The budget, which passed without a single Republican vote, raises taxes by $752 million over two years.
“The budget presented to us late last night and debated this afternoon does not move the state forward, and instead sets us back to the failed policies of years past that brought us massive and continual deficits,” Rep. Frey said. “Higher taxes and fees, and sweeping nearly $200 million from the fund designated to repair our aging roads and bridges sets us back years, if not decades, and hurts the long-term growth prospects of our state.”
In response to the Democrat plan that was unveiled less than 24 hours before debate began, Republicans proposed several amendments designed to mitigate the brutal tax increases and support the state’s neediest citizens and vital social service programs.
Republican proposals included reducing the taxpayer-funded Citizen Election Program that provides money for political candidates to buy bumper stickers and campaign tchotchkes, privatizing certain state agencies and social service programs to reduce both duplicative services and the overall size of state government, furlough days for non-union state employees to reduce state spending and elimination of the Earned Income Tax Credit, among others. Amendments that would preserve funding in the Special Transportation Fund for repair of our roads and bridges, and provide a 5% boost to municipalities in the second year were also called, but defeated along mostly party-line votes.
The Republican amendments included the following:
- Preserve the property tax credits businesses receive operating as LLCs. The Democrats, just a year removed from implementing the credit, reduced it costing taxpayers $50 million in income taxes
- Block the re-financing of the teachers’ pension fund that will cost the next generation of taxpayers $27 billion more because the payments will be stretched out for an additional 14 years
- Block the diversion of $171 million over the next two years in new car sales revenue from the Special Transportation Fund to the general fund
Republicans also proposed increasing aid to towns and cities and an omnibus pro-business plan that would be paid for through spending cuts and savings in government programs.

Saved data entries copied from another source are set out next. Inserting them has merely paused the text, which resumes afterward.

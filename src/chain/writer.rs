//! Ledger writes — policy administration and demo swap submission
//!
//! Purpose:
//!     Thin orchestration around the submission transport. The evaluation
//!     core never issues writes; it only computes the values that land
//!     here as transaction payloads. Each submission waits for its
//!     receipt and logs hash + inclusion block, mirroring how reads are
//!     reported elsewhere.
//!
//! The blocked-swap path is intentionally inverted: a revert is the
//! expected outcome when the hook is doing its job, and an on-chain
//! success is the anomaly worth flagging.
//!
//! Author: AI-Generated
//! Created: 2026-08-05

use alloy::primitives::aliases::U160;
use alloy::primitives::{Address, Bytes, B256, I256, U256};
use alloy::providers::Provider;
use tracing::{info, warn};

use crate::contracts::{IPoolSwapTest, IPolicyRegistry, IUniswapExeGuard, IERC20};
use crate::error::ConsoleError;
use crate::types::PoolKey;

/// v4 MIN_SQRT_PRICE + 1 — the loosest price bound for a zeroForOne swap.
pub const MIN_SQRT_PRICE_PLUS_ONE: U160 = U160::from_limbs([4_295_128_740, 0, 0]);

/// A confirmed administrative transaction.
#[derive(Debug, Clone)]
pub struct TxOutcome {
    pub tx_hash: B256,
    pub block: u64,
}

/// Result of a demo swap submission through the PoolSwapTest router.
#[derive(Debug, Clone)]
pub struct SwapOutcome {
    pub action: &'static str,
    pub success: bool,
    /// True when a revert was the anticipated result (blocked-swap demo).
    pub expected_revert: bool,
    pub tx_hash: Option<B256>,
    pub error: Option<String>,
}

/// Write-side collaborator: registry/hook administration and swap
/// submission over a wallet-backed provider.
pub struct GuardAdmin<P> {
    provider: P,
    registry: Address,
    hook: Address,
}

impl<P: Provider> GuardAdmin<P> {
    pub fn new(provider: P, registry: Address, hook: Address) -> Self {
        Self {
            provider,
            registry,
            hook,
        }
    }

    /// Set a trader's custom policy row in the registry.
    pub async fn set_policy(
        &self,
        trader: Address,
        max_swap_abs: U256,
        cooldown_seconds: U256,
    ) -> Result<TxOutcome, ConsoleError> {
        let registry = IPolicyRegistry::new(self.registry, &self.provider);
        let call = registry.setPolicy(trader, max_swap_abs, cooldown_seconds);
        self.confirm("setPolicy", call.send().await).await
    }

    /// Set a policy keyed by a registry alias; resolution happens on-chain
    /// inside the registry, not in the console.
    pub async fn set_policy_for_alias(
        &self,
        name: &str,
        max_swap_abs: U256,
        cooldown_seconds: U256,
    ) -> Result<TxOutcome, ConsoleError> {
        let registry = IPolicyRegistry::new(self.registry, &self.provider);
        let call = registry.setPolicyForENS(name.to_string(), max_swap_abs, cooldown_seconds);
        self.confirm("setPolicyForENS", call.send().await).await
    }

    /// Remove a trader's custom policy row; the hook defaults take over.
    pub async fn clear_policy(&self, trader: Address) -> Result<TxOutcome, ConsoleError> {
        let registry = IPolicyRegistry::new(self.registry, &self.provider);
        let call = registry.clearPolicy(trader);
        self.confirm("clearPolicy", call.send().await).await
    }

    /// Update the hook-wide default pair.
    pub async fn set_defaults(
        &self,
        max_swap_abs: U256,
        cooldown_seconds: U256,
    ) -> Result<TxOutcome, ConsoleError> {
        let hook = IUniswapExeGuard::new(self.hook, &self.provider);
        let call = hook.setDefaults(max_swap_abs, cooldown_seconds);
        self.confirm("setDefaults", call.send().await).await
    }

    /// Grant the swap router unlimited allowances for both pool tokens.
    /// The duplicate approval is skipped for a degenerate same-token pool.
    pub async fn approve_for_swaps(
        &self,
        router: Address,
        token0: Address,
        token1: Address,
    ) -> Result<Vec<TxOutcome>, ConsoleError> {
        let mut outcomes = Vec::with_capacity(2);
        let first = IERC20::new(token0, &self.provider);
        outcomes.push(
            self.confirm("approve token0", first.approve(router, U256::MAX).send().await)
                .await?,
        );
        if token1 != token0 {
            let second = IERC20::new(token1, &self.provider);
            outcomes.push(
                self.confirm("approve token1", second.approve(router, U256::MAX).send().await)
                    .await?,
            );
        }
        Ok(outcomes)
    }

    /// Submit an exact-input swap through the PoolSwapTest router.
    /// `expect_blocked` flips the interpretation: a hook revert is then the
    /// anticipated result and is reported as such, not as a failure.
    pub async fn swap(
        &self,
        router: Address,
        key: PoolKey,
        amount: U256,
        expect_blocked: bool,
    ) -> Result<SwapOutcome, ConsoleError> {
        let action = if expect_blocked { "blockedSwap" } else { "allowedSwap" };

        let magnitude = I256::try_from(amount).map_err(|_| {
            ConsoleError::Encoding(format!("swap amount {amount} does not fit int256"))
        })?;
        let params = IPoolSwapTest::SwapParams {
            zeroForOne: true,
            // Negative amountSpecified = exact input in v4 convention.
            amountSpecified: -magnitude,
            sqrtPriceLimitX96: MIN_SQRT_PRICE_PLUS_ONE,
        };
        let settings = IPoolSwapTest::TestSettings {
            takeClaims: false,
            settleUsingBurn: false,
        };

        let router_contract = IPoolSwapTest::new(router, &self.provider);
        let call = router_contract.swap(key, params, settings, Bytes::new());

        match self.confirm(action, call.send().await).await {
            Ok(outcome) => {
                if expect_blocked {
                    warn!("blocked swap unexpectedly succeeded (tx {})", outcome.tx_hash);
                }
                Ok(SwapOutcome {
                    action,
                    success: true,
                    expected_revert: false,
                    tx_hash: Some(outcome.tx_hash),
                    error: None,
                })
            }
            Err(err) if expect_blocked => {
                info!("expected blocked swap revert: {err}");
                Ok(SwapOutcome {
                    action,
                    success: false,
                    expected_revert: true,
                    tx_hash: None,
                    error: Some(err.to_string()),
                })
            }
            Err(err) => Err(err),
        }
    }

    /// Wait out a submission: log the pending hash, then the inclusion
    /// block once the receipt lands. A failed on-chain status is an error,
    /// not a silent success.
    async fn confirm<E: std::fmt::Display>(
        &self,
        label: &str,
        sent: Result<alloy::providers::PendingTransactionBuilder<alloy::network::Ethereum>, E>,
    ) -> Result<TxOutcome, ConsoleError> {
        let pending = sent.map_err(ConsoleError::transport)?;
        let tx_hash = *pending.tx_hash();
        info!("{label} tx submitted: {tx_hash}");

        let receipt = pending.get_receipt().await.map_err(ConsoleError::transport)?;
        let block = receipt.block_number.unwrap_or_default();
        if !receipt.status() {
            return Err(ConsoleError::Transport(format!(
                "{label} reverted in block {block} (tx {tx_hash})"
            )));
        }
        info!("{label} confirmed in block {block}");
        Ok(TxOutcome { tx_hash, block })
    }
}
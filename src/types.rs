//! Core data model for the policy console
//!
//! Pure value types: registry/hook state as read from the ledger, the
//! derived effective policy, the eligibility snapshot published on each
//! refresh, and the unified timeline event record.
//!
//! Author: AI-Generated
//! Created: 2026-08-03

use alloy::primitives::{Address, B256, I256, U256};
use std::fmt;

pub use crate::contracts::PoolKey;

/// A trader's custom policy row as stored in the PolicyRegistry.
/// `exists == false` means no custom row; the hook-wide defaults apply.
#[derive(Debug, Clone, PartialEq, Eq)]
pub struct Policy {
    pub max_swap_abs: U256,
    pub cooldown_seconds: U256,
    pub exists: bool,
}

/// Hook-wide default limits, read from the UniswapExeGuard contract.
#[derive(Debug, Clone, PartialEq, Eq)]
pub struct Defaults {
    pub max_swap_abs: U256,
    pub cooldown_seconds: U256,
}

/// Which data source produced the effective policy.
#[derive(Debug, Clone, Copy, PartialEq, Eq)]
pub enum PolicySource {
    CustomPolicy,
    HookDefaults,
}

impl fmt::Display for PolicySource {
    fn fmt(&self, f: &mut fmt::Formatter) -> fmt::Result {
        match self {
            PolicySource::CustomPolicy => write!(f, "custom-policy"),
            PolicySource::HookDefaults => write!(f, "hook-defaults"),
        }
    }
}

/// The policy actually in force for a trader — derived, never stored.
/// A custom row replaces both fields atomically; there is no per-field merge.
#[derive(Debug, Clone, PartialEq, Eq)]
pub struct EffectivePolicy {
    pub max_swap_abs: U256,
    pub cooldown_seconds: U256,
    pub source: PolicySource,
}

/// Everything the operator sees after one refresh: the resolved policy,
/// the cooldown window, and the allow/block verdict for the test amount.
/// Replaced wholesale on the next refresh; the 1 Hz re-render only reads it.
#[derive(Debug, Clone)]
pub struct SwapEligibilitySnapshot {
    pub trader: Address,
    pub pool_id: B256,
    pub pool_key: PoolKey,
    pub effective: EffectivePolicy,
    /// Unix seconds of the trader's last swap in this pool; 0 = never.
    pub last_swap_timestamp: U256,
    pub next_allowed_timestamp: U256,
    /// Chain clock sampled at refresh time. Never advanced by the ticker.
    pub chain_timestamp: U256,
    pub test_amount_abs: U256,
    pub amount_check: bool,
    pub cooldown_check: bool,
    pub allowed_now: bool,
}

/// Historical event kinds emitted by the registry and the hook.
/// Closed set — adding a contract event means adding a variant here,
/// and the compiler flags every match that misses it.
#[derive(Debug, Clone, PartialEq, Eq)]
pub enum EventKind {
    PolicySet {
        trader: Address,
        max_swap_abs: U256,
        cooldown_seconds: U256,
    },
    PolicyCleared {
        trader: Address,
    },
    DefaultsUpdated {
        max_swap_abs: U256,
        cooldown_seconds: U256,
    },
    SwapAllowed {
        trader: Address,
        amount_specified: I256,
        max_swap_abs: U256,
        cooldown_seconds: U256,
    },
    SwapBlocked {
        trader: Address,
        reason: u8,
        amount_specified: I256,
    },
}

impl EventKind {
    /// Event name as emitted by the contract.
    pub fn name(&self) -> &'static str {
        match self {
            EventKind::PolicySet { .. } => "PolicySet",
            EventKind::PolicyCleared { .. } => "PolicyCleared",
            EventKind::DefaultsUpdated { .. } => "DefaultsUpdated",
            EventKind::SwapAllowed { .. } => "SwapAllowed",
            EventKind::SwapBlocked { .. } => "SwapBlocked",
        }
    }
}

/// One record in the merged registry+hook timeline, ordered by ledger
/// position (block number).
#[derive(Debug, Clone, PartialEq, Eq)]
pub struct TimelineEvent {
    pub block: u64,
    pub kind: EventKind,
}

impl fmt::Display for TimelineEvent {
    fn fmt(&self, f: &mut fmt::Formatter) -> fmt::Result {
        write!(f, "block {:>9} | {:<15} | ", self.block, self.kind.name())?;
        match &self.kind {
            EventKind::PolicySet { trader, max_swap_abs, cooldown_seconds } => {
                write!(f, "trader={} maxSwapAbs={} cooldownSeconds={}", trader, max_swap_abs, cooldown_seconds)
            }
            EventKind::PolicyCleared { trader } => write!(f, "trader={}", trader),
            EventKind::DefaultsUpdated { max_swap_abs, cooldown_seconds } => {
                write!(f, "maxSwapAbs={} cooldownSeconds={}", max_swap_abs, cooldown_seconds)
            }
            EventKind::SwapAllowed { trader, amount_specified, max_swap_abs, cooldown_seconds } => {
                write!(
                    f,
                    "trader={} amountSpecified={} maxSwapAbs={} cooldownSeconds={}",
                    trader, amount_specified, max_swap_abs, cooldown_seconds
                )
            }
            EventKind::SwapBlocked { trader, reason, amount_specified } => {
                write!(f, "trader={} reason={} amountSpecified={}", trader, reason, amount_specified)
            }
        }
    }
}
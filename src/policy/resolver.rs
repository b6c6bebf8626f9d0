//! Effective policy resolution — custom override vs. hook-wide default
//!
//! Author: AI-Generated
//! Created: 2026-08-03

use crate::types::{Defaults, EffectivePolicy, Policy, PolicySource};

/// Determine the policy in force for a trader. A custom registry row
/// (exists == true) replaces both fields atomically; otherwise the hook
/// defaults apply verbatim. There are no partial overrides.
pub fn resolve(custom: &Policy, defaults: &Defaults) -> EffectivePolicy {
    if custom.exists {
        EffectivePolicy {
            max_swap_abs: custom.max_swap_abs,
            cooldown_seconds: custom.cooldown_seconds,
            source: PolicySource::CustomPolicy,
        }
    } else {
        EffectivePolicy {
            max_swap_abs: defaults.max_swap_abs,
            cooldown_seconds: defaults.cooldown_seconds,
            source: PolicySource::HookDefaults,
        }
    }
}
//! Ledger collaborators
//!
//! Read side (policy rows, defaults, cooldown slots, chain clock) and
//! write side (policy administration, demo swap submission).
//!
//! Author: AI-Generated
//! Created: 2026-08-04

pub mod reader;
pub mod writer;

pub use reader::{RpcStateReader, StateReader};
pub use writer::{GuardAdmin, SwapOutcome, TxOutcome};
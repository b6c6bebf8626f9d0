//! Swap eligibility evaluation
//!
//! Purpose:
//!     Given the effective policy, the trader's last-swap timestamp for a
//!     pool, and a chain clock sample, decide whether a prospective swap of
//!     a given magnitude would pass the hook's checks right now.
//!
//! Two clocks are deliberately kept apart: allow/block verdicts are
//! computed against the chain timestamp captured at refresh, while the
//! cosmetic remaining-seconds countdown reads the continuously advancing
//! local clock. The two can drift; the verdict never follows the local one.
//!
//! All monetary and time arithmetic stays in U256/I256 — no float anywhere.
//!
//! Author: AI-Generated
//! Created: 2026-08-03

use alloy::primitives::{I256, U256};

use crate::types::EffectivePolicy;

/// Outcome of one eligibility evaluation. Pure data; embedded into the
/// refresh snapshot by the monitor.
#[derive(Debug, Clone, Copy, PartialEq, Eq)]
pub struct Eligibility {
    pub amount_check: bool,
    pub cooldown_check: bool,
    pub next_allowed_timestamp: U256,
    pub allowed_now: bool,
}

/// Evaluate the hook's two checks for a prospective swap.
///
/// A zero `max_swap_abs` means unlimited, not zero-tolerance. The cooldown
/// check has three independent escapes: no cooldown configured, trader has
/// never swapped in this pool (timestamp 0), or the window already elapsed.
/// Total for well-typed inputs; the window end saturates rather than wraps.
pub fn evaluate(
    effective: &EffectivePolicy,
    last_swap_timestamp: U256,
    chain_timestamp: U256,
    test_amount_abs: U256,
) -> Eligibility {
    let amount_check =
        effective.max_swap_abs.is_zero() || test_amount_abs <= effective.max_swap_abs;

    let next_allowed_timestamp = last_swap_timestamp.saturating_add(effective.cooldown_seconds);

    let cooldown_check = effective.cooldown_seconds.is_zero()
        || last_swap_timestamp.is_zero()
        || chain_timestamp >= next_allowed_timestamp;

    Eligibility {
        amount_check,
        cooldown_check,
        next_allowed_timestamp,
        allowed_now: amount_check && cooldown_check,
    }
}

/// Seconds left in the cooldown window as of `local_now` — display value
/// only, recomputed on every render tick. Zero once the window has passed.
pub fn remaining_cooldown(next_allowed_timestamp: U256, local_now: U256) -> U256 {
    next_allowed_timestamp.saturating_sub(local_now)
}

/// Magnitude of a signed swap amount. Direction is not a risk dimension:
/// the sign is discarded before evaluation ever sees the value.
pub fn swap_amount_abs(amount_specified: I256) -> U256 {
    amount_specified.unsigned_abs()
}

#[cfg(test)]
mod tests {
    use super::*;
    use crate::types::PolicySource;

    fn policy(max_swap_abs: &str, cooldown_seconds: u64) -> EffectivePolicy {
        EffectivePolicy {
            max_swap_abs: max_swap_abs.parse().unwrap(),
            cooldown_seconds: U256::from(cooldown_seconds),
            source: PolicySource::CustomPolicy,
        }
    }

    fn u(v: u64) -> U256 {
        U256::from(v)
    }

    #[test]
    fn test_zero_limit_means_unlimited() {
        let effective = policy("0", 60);
        for amount in ["0", "1", "1000000000000000000", "115792089237316195423570985008687907853269984665640564039457584007913129639935"] {
            let result = evaluate(&effective, u(1000), u(1059), amount.parse().unwrap());
            assert!(result.amount_check, "amount {amount} must pass under zero limit");
        }
    }

    #[test]
    fn test_cooldown_boundary_is_inclusive() {
        // cooldown_check flips exactly at last + cooldown, not one second later
        let effective = policy("1000000000000000000", 60);
        for ts in 1000..1060u64 {
            let result = evaluate(&effective, u(1000), u(ts), u(1));
            assert!(!result.cooldown_check, "chain ts {ts} is inside the window");
        }
        for ts in [1060u64, 1061, 5000] {
            let result = evaluate(&effective, u(1000), u(ts), u(1));
            assert!(result.cooldown_check, "chain ts {ts} is past the window");
        }
    }

    #[test]
    fn test_never_swapped_escapes_cooldown() {
        let effective = policy("1000000000000000000", 86_400);
        let result = evaluate(&effective, U256::ZERO, U256::ZERO, u(1));
        assert!(result.cooldown_check);
        assert!(result.allowed_now);
    }

    #[test]
    fn test_no_cooldown_configured_escapes() {
        let effective = policy("1000000000000000000", 0);
        let result = evaluate(&effective, u(999_999_999), U256::ZERO, u(1));
        assert!(result.cooldown_check);
    }

    // Concrete scenarios: maxSwapAbs=1e18, cooldown=60s, last swap at t=1000.

    #[test]
    fn test_scenario_inside_window_blocks() {
        let effective = policy("1000000000000000000", 60);
        let result = evaluate(&effective, u(1000), u(1059), "500000000000000000".parse().unwrap());
        assert!(result.amount_check);
        assert!(!result.cooldown_check);
        assert!(!result.allowed_now);
        assert_eq!(result.next_allowed_timestamp, u(1060));
    }

    #[test]
    fn test_scenario_window_elapsed_allows() {
        let effective = policy("1000000000000000000", 60);
        let result = evaluate(&effective, u(1000), u(1060), "500000000000000000".parse().unwrap());
        assert!(result.amount_check);
        assert!(result.cooldown_check);
        assert!(result.allowed_now);
    }

    #[test]
    fn test_scenario_oversized_amount_blocks() {
        let effective = policy("1000000000000000000", 60);
        let result = evaluate(&effective, u(1000), u(1060), "2000000000000000000".parse().unwrap());
        assert!(!result.amount_check);
        assert!(result.cooldown_check);
        assert!(!result.allowed_now);
    }

    #[test]
    fn test_window_end_saturates() {
        let effective = EffectivePolicy {
            max_swap_abs: U256::ZERO,
            cooldown_seconds: U256::MAX,
            source: PolicySource::HookDefaults,
        };
        let result = evaluate(&effective, U256::MAX, u(5000), u(1));
        assert_eq!(result.next_allowed_timestamp, U256::MAX);
        assert!(!result.cooldown_check);
    }

    #[test]
    fn test_remaining_reads_local_clock_verdict_reads_chain() {
        // The two clocks have drifted: the chain says the window elapsed,
        // the local clock is 30s behind. The verdict must follow the chain
        // clock while the countdown follows the local one.
        let effective = policy("1000000000000000000", 60);
        let result = evaluate(&effective, u(1000), u(1060), u(1));
        assert!(result.allowed_now);

        let local_now = u(1030);
        assert_eq!(remaining_cooldown(result.next_allowed_timestamp, local_now), u(30));

        // Local clock ahead of the window: countdown is pinned at zero.
        assert_eq!(remaining_cooldown(result.next_allowed_timestamp, u(2000)), U256::ZERO);
    }

    #[test]
    fn test_swap_amount_abs_discards_sign() {
        let exact_input: I256 = "-100000000000000000".parse().unwrap();
        assert_eq!(swap_amount_abs(exact_input), "100000000000000000".parse::<U256>().unwrap());
        let exact_output: I256 = "100000000000000000".parse().unwrap();
        assert_eq!(swap_amount_abs(exact_output), "100000000000000000".parse::<U256>().unwrap());
        assert_eq!(swap_amount_abs(I256::ZERO), U256::ZERO);
    }
}
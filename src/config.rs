//! Configuration management
//! Load settings from .env / environment, with demo-friendly fallbacks

use alloy::primitives::{Address, I256, U256};
use anyhow::{anyhow, Context, Result};

use crate::pool::identity::parse_address;

// Demo deployment defaults: 1 token (1e18 wei) max swap, 60 s cooldown,
// 0.30% fee / 60 tick spacing pool, 0.1 token allowed vs 2 token blocked
// probe amounts.
pub const DEFAULT_MAX_SWAP_ABS: &str = "1000000000000000000";
pub const DEFAULT_COOLDOWN_SECONDS: &str = "60";
pub const DEFAULT_SWAP_FEE: u32 = 3000;
pub const DEFAULT_TICK_SPACING: i32 = 60;
pub const DEFAULT_ALLOWED_INPUT: &str = "100000000000000000";
pub const DEFAULT_BLOCKED_INPUT: &str = "2000000000000000000";
pub const DEFAULT_EVENT_LOOKBACK: u64 = 2000;

/// Console configuration
#[derive(Debug, Clone)]
pub struct ConsoleConfig {
    // Network
    pub rpc_url: String,

    // Wallet (required for writes only)
    pub private_key: Option<String>,

    // Contract addresses
    pub registry: Address,
    pub hook: Address,
    pub swap_router: Option<Address>,

    // Pool parameters for the demo pool
    pub token0: Option<Address>,
    pub token1: Option<Address>,
    pub swap_fee: u32,
    pub tick_spacing: i32,

    // Probe amounts (wei)
    pub allowed_input: U256,
    pub blocked_input: U256,

    // Prefill values for policy/defaults writes
    pub default_max_swap_abs: U256,
    pub default_cooldown_seconds: U256,

    // Event scan window
    pub event_lookback: u64,
}

pub fn load_config() -> Result<ConsoleConfig> {
    dotenv::dotenv().ok();

    let registry = parse_address(
        &std::env::var("POLICY_REGISTRY").context("POLICY_REGISTRY not set")?,
    )?;
    let hook = parse_address(
        &std::env::var("EXE_GUARD_HOOK").context("EXE_GUARD_HOOK not set")?,
    )?;

    Ok(ConsoleConfig {
        rpc_url: std::env::var("RPC_URL").context("RPC_URL not set")?,
        private_key: optional_env("PRIVATE_KEY"),
        registry,
        hook,
        swap_router: optional_address("SWAP_ROUTER")?,
        token0: optional_address("SWAP_TOKEN0")?,
        token1: optional_address("SWAP_TOKEN1")?,
        swap_fee: optional_env("SWAP_FEE")
            .map(|v| v.parse().context("SWAP_FEE must be an integer"))
            .transpose()?
            .unwrap_or(DEFAULT_SWAP_FEE),
        tick_spacing: optional_env("SWAP_TICK_SPACING")
            .map(|v| v.parse().context("SWAP_TICK_SPACING must be an integer"))
            .transpose()?
            .unwrap_or(DEFAULT_TICK_SPACING),
        allowed_input: parse_u256(
            "SWAP_ALLOWED_INPUT",
            &optional_env("SWAP_ALLOWED_INPUT").unwrap_or_else(|| DEFAULT_ALLOWED_INPUT.into()),
        )?,
        blocked_input: parse_u256(
            "SWAP_BLOCKED_INPUT",
            &optional_env("SWAP_BLOCKED_INPUT").unwrap_or_else(|| DEFAULT_BLOCKED_INPUT.into()),
        )?,
        default_max_swap_abs: parse_u256(
            "MAX_SWAP_ABS",
            &optional_env("MAX_SWAP_ABS").unwrap_or_else(|| DEFAULT_MAX_SWAP_ABS.into()),
        )?,
        default_cooldown_seconds: parse_u256(
            "COOLDOWN_SECONDS",
            &optional_env("COOLDOWN_SECONDS").unwrap_or_else(|| DEFAULT_COOLDOWN_SECONDS.into()),
        )?,
        event_lookback: optional_env("EVENT_LOOKBACK_BLOCKS")
            .map(|v| v.parse().context("EVENT_LOOKBACK_BLOCKS must be an integer"))
            .transpose()?
            .unwrap_or(DEFAULT_EVENT_LOOKBACK),
    })
}

/// Parse an unsigned wei amount from operator input.
pub fn parse_u256(label: &str, value: &str) -> Result<U256> {
    value
        .trim()
        .parse::<U256>()
        .map_err(|_| anyhow!("{label} must be an integer in wei, got '{value}'"))
}

/// Parse a signed wei amount (test amounts may carry a direction sign;
/// the evaluator discards it).
pub fn parse_i256(label: &str, value: &str) -> Result<I256> {
    value
        .trim()
        .parse::<I256>()
        .map_err(|_| anyhow!("{label} must be an integer in wei, got '{value}'"))
}

fn optional_env(name: &str) -> Option<String> {
    std::env::var(name)
        .ok()
        .map(|v| v.trim().to_string())
        .filter(|v| !v.is_empty())
}

fn optional_address(name: &str) -> Result<Option<Address>> {
    match optional_env(name) {
        Some(value) => Ok(Some(parse_address(&value)?)),
        None => Ok(None),
    }
}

The pro-business amendment had several provisions:
- Repeal the business entity tax
- Phase out the capital stock tax
- Provide an alternative family leave plan that would allow employers and employees the choice to buy in, instead of mandating a payroll tax
“The budget passed tonight is a far cry from the reasonable, responsible bi-partisan plan the legislature passed two years ago, and puts us back on track for wasteful spending and continued deficits,” Rep. Frey said. “We should be working to support and entice businesses to invest in Connecticut, not nickel and dime them with taxes and fees. This budget is bad for Connecticut.”